The Loch Ness Monster Is Probably A Large Eel
For almost 1,500 years, people have reported seeing an enormous, mysterious creature living in Loch Ness, a freshwater lake near Inverness, Scotland. The earliest reference to a Scottish lake monster dates back to the biography of Saint Columba, which was written in 565 AD. Reports continued periodically afterward, but they kicked into high gear in 1933, when a road was built along Loch Ness's shore.
One year later, British doctor Robert Wilson shared the infamous Loch Ness Monster photograph, which purported to reveal the monster in its natural habitat (and in no way looks like a plastic dinosaur toy in a bathtub). Though Wilson later admitted the photo was a hoax, belief in the legend persists to this day. As of 2012, a quarter of Scots believed Nessie was real, or at least told a pollster they did. Some think the Loch Ness Monster is a prehistoric holdout, a dinosaur that somehow survived to the present day. Others think it's a cryptid.

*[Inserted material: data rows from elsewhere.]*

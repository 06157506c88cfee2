//! Pure translation from a validated [`Grid`] into CNF.
//!
//! Grounded on `sudoku_sat.rs::generate_clauses`/`coords_to_var` from the
//! teacher crate, generalized from a fixed 9×9/3×3 grid to an arbitrary
//! perfect-square N, and extended with the non-consecutive constraint
//! group.

use itertools::Itertools;

use crate::cnf::{Clause, Formula, Lit};
use crate::grid::Grid;

/// Deterministic variable numbering: `var(r, c, v) = r*N² + c*N + v`, with
/// `r, c ∈ [0, N-1]` and `v ∈ [1, N]`. The smallest identifier is 1.
pub fn var(r: usize, c: usize, v: usize, n: usize) -> Lit {
    (r * n * n + c * n + v) as Lit
}

/// Inverse of [`var`]: recovers `(r, c, v)` from a variable identifier.
pub fn inverse_var(id: Lit, n: usize) -> (usize, usize, usize) {
    let n = n as Lit;
    let zero_based = id - 1;
    let v = (zero_based % n) + 1;
    let c = (zero_based / n) % n;
    let r = zero_based / (n * n);
    (r as usize, c as usize, v as usize)
}

/// Emits the pairwise "exactly one" encoding for `lits`: the clause `lits`
/// itself (at least one), plus a binary clause `(¬a ∨ ¬b)` for every
/// unordered pair (at most one). No auxiliary variables are introduced.
fn exactly_one(lits: &[Lit], clauses: &mut Formula) {
    clauses.push(lits.to_vec());
    for (&a, &b) in lits.iter().tuple_combinations() {
        clauses.push(vec![-a, -b]);
    }
}

/// Cells orthogonally adjacent to `(r, c)`, in `(r, c) < (r', c')`
/// lexicographic order so each undirected neighbor pair is visited once
/// across the whole grid.
fn greater_neighbors(r: usize, c: usize, n: usize) -> impl Iterator<Item = (usize, usize)> {
    let down = (r + 1 < n).then_some((r + 1, c));
    let right = (c + 1 < n).then_some((r, c + 1));
    down.into_iter().chain(right)
}

/// Translates `grid` into an equivalent CNF formula. Returns the formula
/// and the exact variable count `N³`. Total on any validated `Grid`; the
/// grid's own constructor is where malformed input is rejected.
pub fn encode(grid: &Grid, use_non_consecutive: bool) -> (Formula, usize) {
    let n = grid.n();
    let b = grid.b();
    let num_vars = n * n * n;
    let mut clauses = Formula::new();

    // 1. Cell constraint: each (r, c) holds exactly one value.
    for r in 0..n {
        for c in 0..n {
            let lits: Vec<Lit> = (1..=n).map(|v| var(r, c, v, n)).collect();
            exactly_one(&lits, &mut clauses);
        }
    }

    for v in 1..=n {
        // 2. Row constraint: each value appears exactly once per row.
        for r in 0..n {
            let lits: Vec<Lit> = (0..n).map(|c| var(r, c, v, n)).collect();
            exactly_one(&lits, &mut clauses);
        }
        // 3. Column constraint: each value appears exactly once per column.
        for c in 0..n {
            let lits: Vec<Lit> = (0..n).map(|r| var(r, c, v, n)).collect();
            exactly_one(&lits, &mut clauses);
        }
        // 4. Box constraint: each value appears exactly once per B×B box.
        for br in (0..n).step_by(b) {
            for bc in (0..n).step_by(b) {
                let lits: Vec<Lit> = (0..b)
                    .flat_map(|dr| (0..b).map(move |dc| (dr, dc)))
                    .map(|(dr, dc)| var(br + dr, bc + dc, v, n))
                    .collect();
                exactly_one(&lits, &mut clauses);
            }
        }
    }

    // 5. Non-consecutive constraint: orthogonal neighbors may not differ by 1.
    if use_non_consecutive {
        for r in 0..n {
            for c in 0..n {
                for (r2, c2) in greater_neighbors(r, c, n) {
                    for v in 1..=n {
                        let x = var(r, c, v, n);
                        if v > 1 {
                            clauses.push(vec![-x, -var(r2, c2, v - 1, n)]);
                        }
                        if v < n {
                            clauses.push(vec![-x, -var(r2, c2, v + 1, n)]);
                        }
                    }
                }
            }
        }
    }

    // 6. Clues: a unit clause per prefilled cell.
    for r in 0..n {
        for c in 0..n {
            let value = grid.get(r, c) as usize;
            if value != 0 {
                clauses.push(vec![var(r, c, value, n)]);
            }
        }
    }

    (clauses, num_vars)
}

/// Builds a clause per literal for the "exactly one" group `lits` that would
/// result in `1 + |lits|*(|lits|-1)/2` clauses, matching `spec.md` §4.1's
/// closed-form clause count.
pub fn exactly_one_clause_count(k: usize) -> usize {
    1 + k * k.saturating_sub(1) / 2
}

#[cfg(test)]
mod tests {
    use super::*;
    use crate::grid::Grid;

    fn empty_grid(n: usize) -> Grid {
        Grid::new(vec![vec![0u16; n]; n]).unwrap()
    }

    #[test]
    fn var_is_a_bijection() {
        let n = 9;
        for r in 0..n {
            for c in 0..n {
                for v in 1..=n {
                    let id = var(r, c, v, n);
                    assert!(id >= 1 && id as usize <= n * n * n);
                    assert_eq!(inverse_var(id, n), (r, c, v));
                }
            }
        }
    }

    #[test]
    fn num_vars_is_n_cubed() {
        let grid = empty_grid(9);
        let (_, num_vars) = encode(&grid, true);
        assert_eq!(num_vars, 9 * 9 * 9);
    }

    #[test]
    fn every_literal_is_nonzero_and_in_range() {
        let grid = empty_grid(9);
        let (clauses, num_vars) = encode(&grid, true);
        for clause in &clauses {
            assert!(!clause.is_empty());
            for &lit in clause {
                assert_ne!(lit, 0);
                assert!(lit.unsigned_abs() as usize <= num_vars);
            }
        }
    }

    #[test]
    fn encoding_is_deterministic() {
        let grid = empty_grid(9);
        let (c1, n1) = encode(&grid, true);
        let (c2, n2) = encode(&grid, true);
        assert_eq!(n1, n2);
        assert_eq!(c1, c2);
    }

    #[test]
    fn clues_become_unit_clauses() {
        let mut rows = vec![vec![0u16; 4]; 4];
        rows[0][0] = 1;
        let grid = Grid::new(rows).unwrap();
        let (clauses, _) = encode(&grid, false);
        let expected = var(0, 0, 1, 4);
        assert!(clauses.iter().any(|c| c.len() == 1 && c[0] == expected));
    }

    #[test]
    fn non_consecutive_flag_adds_no_clauses_when_disabled() {
        let grid = empty_grid(4);
        let (with_nc, _) = encode(&grid, true);
        let (without_nc, _) = encode(&grid, false);
        assert!(with_nc.len() > without_nc.len());
    }

    #[test]
    fn standard_only_clause_count_matches_closed_form() {
        // 4 "exactly one" groups (cell/row/col/box), 4*N of each for N=4.
        let n = 4;
        let grid = empty_grid(n);
        let (clauses, _) = encode(&grid, false);
        // 4 constraint kinds (cell/row/col/box), each with N*N groups of size N.
        let groups = 4 * n * n;
        let expected = groups * exactly_one_clause_count(n);
        assert_eq!(clauses.len(), expected);
    }
}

There has never been concrete proof of a lake monster living in Loch Ness, not even a washed-up carcass. So why do so many people still believe it? As with a lot of these popular myths, it's not because people are delusional, or that they're seeing something that isn't really there; it's more likely they are seeing some kind of creature and misunderstanding what it is. Skeptics have suggested that many supposed Nessie sightings are really just large fish native to the area - possibly a wels catfish, a sturgeon, or a Greenland shark.

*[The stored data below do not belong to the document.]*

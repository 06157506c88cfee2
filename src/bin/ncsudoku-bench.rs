//! Ambient benchmark harness: runs every puzzle file in a directory through
//! the encode/solve pipeline and writes a CSV of results.
//!
//! Grounded on `original_source/run_benchmark.py` and `benchmark.py` for the
//! per-file timing loop and CSV column layout, and on
//! `sat_puzzles/src/bin/minesweeper.rs`'s use of `rayon` to parallelize
//! independent work — here, independent puzzle files rather than an
//! independent board search. CSV rows are hand-written with `writeln!`
//! rather than via a `csv` crate dependency, matching how every DIMACS/CNF
//! writer in this pack formats its own output by hand.

use std::fs::File;
use std::io::Write;
use std::path::PathBuf;
use std::time::Instant;

use anyhow::{Context, Result};
use clap::Parser;
use rayon::prelude::*;

use ncsudoku_sat::encoder::encode;
use ncsudoku_sat::grid::parse_puzzles;
use ncsudoku_sat::solver::{solve, Heuristic, Verdict};

/// Benchmark harness for the non-consecutive Sudoku solver.
#[derive(Parser)]
#[command(author, version, about, long_about = None)]
struct Cli {
    /// Directory containing `*.txt` puzzle files.
    #[arg(long)]
    dir: PathBuf,

    /// CSV path to write results to.
    #[arg(long, default_value = "benchmark_results.csv")]
    output: PathBuf,

    /// Disable the non-consecutive constraint.
    #[arg(long)]
    standard_only: bool,

    /// Branching heuristic used by the DPLL search.
    #[arg(long, value_enum, default_value = "standard")]
    heuristic: Heuristic,
}

struct Row {
    puzzle: String,
    n: usize,
    time_seconds: f64,
    result: &'static str,
    backtracks: u64,
    init_props: usize,
}

fn run_one(path: &std::path::Path, standard_only: bool, heuristic: Heuristic) -> Result<Vec<Row>> {
    let puzzles = parse_puzzles(path).with_context(|| format!("opening {}", path.display()))?;
    let name = path.file_name().unwrap_or_default().to_string_lossy().to_string();

    let mut rows = Vec::new();
    for grid in puzzles {
        let grid = grid.with_context(|| format!("reading {}", path.display()))?;
        let start = Instant::now();
        let (formula, num_vars) = encode(&grid, !standard_only);
        let outcome = solve(&formula, num_vars, heuristic);
        rows.push(Row {
            puzzle: name.clone(),
            n: grid.n(),
            time_seconds: start.elapsed().as_secs_f64(),
            result: match outcome.verdict {
                Verdict::Sat => "SAT",
                Verdict::Unsat => "UNSAT",
            },
            backtracks: outcome.backtracks,
            init_props: outcome.init_props,
        });
    }
    Ok(rows)
}

fn main() -> Result<()> {
    let cli = Cli::parse();

    let mut files: Vec<PathBuf> = std::fs::read_dir(&cli.dir)
        .with_context(|| format!("reading directory {}", cli.dir.display()))?
        .filter_map(|entry| entry.ok())
        .map(|entry| entry.path())
        .filter(|p| p.extension().is_some_and(|ext| ext == "txt"))
        .collect();
    files.sort();

    println!("Found {} puzzle files. Running benchmark...", files.len());

    let results: Vec<Result<Vec<Row>>> = files
        .par_iter()
        .map(|path| run_one(path, cli.standard_only, cli.heuristic))
        .collect();

    let out_file = File::create(&cli.output)
        .with_context(|| format!("creating {}", cli.output.display()))?;
    let mut writer = std::io::BufWriter::new(out_file);
    writeln!(writer, "puzzle,n,time_seconds,result,backtracks,init_props")?;

    for (path, result) in files.iter().zip(results) {
        match result {
            Ok(rows) => {
                for row in rows {
                    writeln!(
                        writer,
                        "{},{},{:.4},{},{},{}",
                        row.puzzle, row.n, row.time_seconds, row.result, row.backtracks, row.init_props
                    )?;
                }
            }
            Err(e) => {
                eprintln!("error running {}: {e:#}", path.display());
                writeln!(writer, "{},,,ERROR,,", path.display())?;
            }
        }
    }
    writer.flush()?;

    println!("Benchmark complete. Results in {}.", cli.output.display());
    Ok(())
}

In 2019, a team of researchers from New Zealand analyzed water samples from Loch Ness and studied the DNA of every type of living organism found within it. They found no evidence of dinosaurs, sturgeon, catfish, or sharks, nor did they find the DNA of a previously unknown organism. However, they did find plenty of eel DNA. Like many freshwater lakes in Europe, Loch Ness is home to the European conger, a species of eel that spawns in the Sargasso Sea near the Bahamas and migrates to European bodies of water. European congers can grow up to 7 feet long and weigh up to 130 pounds, making them the likeliest Nessie candidate. If there is a bigger animal living in Loch Ness, it hasn't left any DNA behind.